Required work: The records follow. Filter them to the lines that hold "count".

Recorded data:
..........

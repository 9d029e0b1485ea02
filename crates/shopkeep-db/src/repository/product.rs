//! # Product Repository
//!
//! Database operations for the catalog.
//!
//! ## Stock Updates
//! ```text
//! ┌─────────────────────────────────────────────────────────────────────────┐
//! │                    Stock Update Strategy                                │
//! │                                                                         │
//! │  ❌ Read-then-write (lost update between two checkouts)                │
//! │     SELECT quantity → 5;  UPDATE products SET quantity = 5 - 3         │
//! │                                                                         │
//! │  ✅ Conditional delta (single statement)                               │
//! │     UPDATE products SET quantity = quantity - 3                        │
//! │     WHERE id = ? AND quantity >= 3                                     │
//! │                                                                         │
//! │  0 rows affected → product missing, or not enough stock                │
//! └─────────────────────────────────────────────────────────────────────────┘
//! ```

use chrono::Utc;
use sqlx::SqlitePool;
use tracing::{debug, info};
use uuid::Uuid;

use crate::error::{DbError, DbResult};
use shopkeep_core::{Product, ProductInput};

const SELECT_PRODUCT: &str = r#"
    SELECT
        id, name, code,
        purchase_price_cents, selling_price_cents,
        quantity, low_stock_threshold, image_url,
        created_at, updated_at
    FROM products
"#;

/// Repository for product database operations.
#[derive(Debug, Clone)]
pub struct ProductRepository {
    pool: SqlitePool,
}

impl ProductRepository {
    pub fn new(pool: SqlitePool) -> Self {
        ProductRepository { pool }
    }

    /// Every product, newest first.
    pub async fn list_all(&self) -> DbResult<Vec<Product>> {
        let products = sqlx::query_as::<_, Product>(&format!(
            "{SELECT_PRODUCT} ORDER BY created_at DESC, name"
        ))
        .fetch_all(&self.pool)
        .await?;

        debug!(count = products.len(), "Listed products");
        Ok(products)
    }

    /// Products with at least one unit on hand, by name.
    pub async fn list_in_stock(&self) -> DbResult<Vec<Product>> {
        let products = sqlx::query_as::<_, Product>(&format!(
            "{SELECT_PRODUCT} WHERE quantity > 0 ORDER BY name"
        ))
        .fetch_all(&self.pool)
        .await?;

        Ok(products)
    }

    /// Products at or below their threshold, lowest stock first.
    pub async fn list_low_stock(&self) -> DbResult<Vec<Product>> {
        let products = sqlx::query_as::<_, Product>(&format!(
            "{SELECT_PRODUCT} WHERE quantity <= low_stock_threshold ORDER BY quantity, name"
        ))
        .fetch_all(&self.pool)
        .await?;

        Ok(products)
    }

    pub async fn get_by_id(&self, id: &str) -> DbResult<Option<Product>> {
        let product = sqlx::query_as::<_, Product>(&format!("{SELECT_PRODUCT} WHERE id = ?1"))
            .bind(id)
            .fetch_optional(&self.pool)
            .await?;

        Ok(product)
    }

    pub async fn get_by_code(&self, code: &str) -> DbResult<Option<Product>> {
        let product = sqlx::query_as::<_, Product>(&format!("{SELECT_PRODUCT} WHERE code = ?1"))
            .bind(code.trim())
            .fetch_optional(&self.pool)
            .await?;

        Ok(product)
    }

    /// Inserts a product built from validated input.
    ///
    /// ## Returns
    /// * `Err(DbError::UniqueViolation)` - code already exists
    pub async fn insert(&self, input: &ProductInput) -> DbResult<Product> {
        let now = Utc::now();
        let product = Product {
            id: Uuid::new_v4().to_string(),
            name: input.name.clone(),
            code: input.code.clone(),
            purchase_price_cents: input.purchase_price_cents,
            selling_price_cents: input.selling_price_cents,
            quantity: input.quantity,
            low_stock_threshold: input.low_stock_threshold,
            image_url: input.image_url.clone(),
            created_at: now,
            updated_at: now,
        };

        debug!(code = %product.code, "Inserting product");

        sqlx::query(
            r#"
            INSERT INTO products (
                id, name, code,
                purchase_price_cents, selling_price_cents,
                quantity, low_stock_threshold, image_url,
                created_at, updated_at
            ) VALUES (?1, ?2, ?3, ?4, ?5, ?6, ?7, ?8, ?9, ?10)
            "#,
        )
        .bind(&product.id)
        .bind(&product.name)
        .bind(&product.code)
        .bind(product.purchase_price_cents)
        .bind(product.selling_price_cents)
        .bind(product.quantity)
        .bind(product.low_stock_threshold)
        .bind(&product.image_url)
        .bind(product.created_at)
        .bind(product.updated_at)
        .execute(&self.pool)
        .await
        .map_err(|e| duplicate_code(e, &product.code))?;

        info!(id = %product.id, code = %product.code, "Product created");
        Ok(product)
    }

    /// Replaces every editable field of a product.
    pub async fn update(&self, id: &str, input: &ProductInput) -> DbResult<Product> {
        debug!(id = %id, "Updating product");

        let result = sqlx::query(
            r#"
            UPDATE products SET
                name = ?2,
                code = ?3,
                purchase_price_cents = ?4,
                selling_price_cents = ?5,
                quantity = ?6,
                low_stock_threshold = ?7,
                image_url = ?8,
                updated_at = ?9
            WHERE id = ?1
            "#,
        )
        .bind(id)
        .bind(&input.name)
        .bind(&input.code)
        .bind(input.purchase_price_cents)
        .bind(input.selling_price_cents)
        .bind(input.quantity)
        .bind(input.low_stock_threshold)
        .bind(&input.image_url)
        .bind(Utc::now())
        .execute(&self.pool)
        .await
        .map_err(|e| duplicate_code(e, &input.code))?;

        if result.rows_affected() == 0 {
            return Err(DbError::not_found("Product", id));
        }

        self.require(id).await
    }

    /// Applies a manual stock adjustment of `delta` units.
    ///
    /// Refuses (without writing) when the result would be negative.
    pub async fn adjust_stock(&self, id: &str, delta: i64) -> DbResult<Product> {
        debug!(id = %id, delta = delta, "Adjusting stock");

        let result = sqlx::query(
            r#"
            UPDATE products
            SET quantity = quantity + ?2, updated_at = ?3
            WHERE id = ?1 AND quantity + ?2 >= 0
            "#,
        )
        .bind(id)
        .bind(delta)
        .bind(Utc::now())
        .execute(&self.pool)
        .await?;

        if result.rows_affected() == 0 {
            return Err(self.refusal(id, delta.saturating_neg()).await);
        }

        self.require(id).await
    }

    /// Takes `quantity` units out of stock, only if that many are on hand.
    pub async fn decrement_stock(&self, id: &str, quantity: i64) -> DbResult<()> {
        debug!(id = %id, quantity = quantity, "Decrementing stock");

        let result = sqlx::query(
            r#"
            UPDATE products
            SET quantity = quantity - ?2, updated_at = ?3
            WHERE id = ?1 AND quantity >= ?2
            "#,
        )
        .bind(id)
        .bind(quantity)
        .bind(Utc::now())
        .execute(&self.pool)
        .await?;

        if result.rows_affected() == 0 {
            return Err(self.refusal(id, quantity).await);
        }

        Ok(())
    }

    /// Hard delete. Order items keep their snapshot name and lose the link.
    pub async fn delete(&self, id: &str) -> DbResult<()> {
        debug!(id = %id, "Deleting product");

        let result = sqlx::query("DELETE FROM products WHERE id = ?1")
            .bind(id)
            .execute(&self.pool)
            .await?;

        if result.rows_affected() == 0 {
            return Err(DbError::not_found("Product", id));
        }

        info!(id = %id, "Product deleted");
        Ok(())
    }

    pub async fn count(&self) -> DbResult<i64> {
        let count: i64 = sqlx::query_scalar("SELECT COUNT(*) FROM products")
            .fetch_one(&self.pool)
            .await?;

        Ok(count)
    }

    async fn require(&self, id: &str) -> DbResult<Product> {
        self.get_by_id(id)
            .await?
            .ok_or_else(|| DbError::not_found("Product", id))
    }

    /// Explains why a conditional stock update touched no rows.
    async fn refusal(&self, id: &str, requested: i64) -> DbError {
        match self.get_by_id(id).await {
            Ok(Some(_)) => DbError::InsufficientStock {
                product_id: id.to_string(),
                requested,
            },
            Ok(None) => DbError::not_found("Product", id),
            Err(e) => e,
        }
    }
}

fn duplicate_code(err: sqlx::Error, code: &str) -> DbError {
    match DbError::from(err) {
        DbError::UniqueViolation { .. } => DbError::duplicate("code", code),
        other => other,
    }
}

// =============================================================================
// Tests
// =============================================================================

..........

Solution to the problem:
        debug!(count = products.len(), "Listed products");
    pub async fn count(&self) -> DbResult<i64> {
        let count: i64 = sqlx::query_scalar("SELECT COUNT(*) FROM products")
        Ok(count)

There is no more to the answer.